**** EXTRACTED MATERIAL ****
//! Static indicative prices used when no live quote is available.

use std::collections::HashMap;

use async_trait::async_trait;
use rust_decimal_macros::dec;

use crate::error::ProviderError;
use crate::models::{PriceQuote, QuoteSource, Symbol};
use crate::money::Money;

use super::PriceProvider;

pub const PROVIDER_ID: &str = "fallback";

/// Price for any symbol missing from the table.
pub const DEFAULT_PRICE: Money = Money::from_decimal(dec!(100.00));

/// Deterministic lookup table. Never fails.
#[derive(Debug, Clone)]
pub struct StaticPriceProvider {
    prices: HashMap<String, Money>,
    default_price: Money,
}

impl StaticPriceProvider {
    pub fn new(prices: HashMap<String, Money>, default_price: Money) -> Self {
        let prices = prices
            .into_iter()
            .map(|(symbol, price)| (symbol.to_uppercase(), price))
            .collect();
        Self {
            prices,
            default_price,
        }
    }

    pub fn quote(&self, symbol: &Symbol) -> PriceQuote {
        match self.prices.get(symbol.ticker()) {
            Some(price) => PriceQuote::new(symbol.clone(), *price, QuoteSource::Fallback),
            None => PriceQuote::new(
                symbol.clone(),
                self.default_price,
                QuoteSource::FallbackDefault,
            ),
        }
    }
}

impl Default for StaticPriceProvider {
    fn default() -> Self {
        let prices = [
            ("AAPL", dec!(150.00)),
            ("GOOGL", dec!(2800.00)),
            ("MSFT", dec!(300.00)),
            ("TSLA", dec!(250.00)),
            ("AMZN", dec!(3300.00)),
            ("BTC", dec!(45000.00)),
            ("ETH", dec!(3000.00)),
            ("ADA", dec!(1.50)),
            ("DOT", dec!(25.00)),
        ]
        .into_iter()
        .map(|(symbol, price)| (symbol.to_string(), Money::from(price)))
        .collect();

        Self::new(prices, DEFAULT_PRICE)
    }
}

#[async_trait]
impl PriceProvider for StaticPriceProvider {
    fn id(&self) -> &'static str {
        PROVIDER_ID
    }

    async fn latest_price(&self, symbol: &Symbol) -> Result<PriceQuote, ProviderError> {
        Ok(self.quote(symbol))
    }
}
****
WHAT TO WORK ON
Using the data above, return each line that includes the word "prices".

RESULT OF THE TASK
//! Static indicative prices used when no live quote is available.
    prices: HashMap<String, Money>,
    pub fn new(prices: HashMap<String, Money>, default_price: Money) -> Self {
        let prices = prices
            prices,
        match self.prices.get(symbol.ticker()) {
        let prices = [
        Self::new(prices, DEFAULT_PRICE)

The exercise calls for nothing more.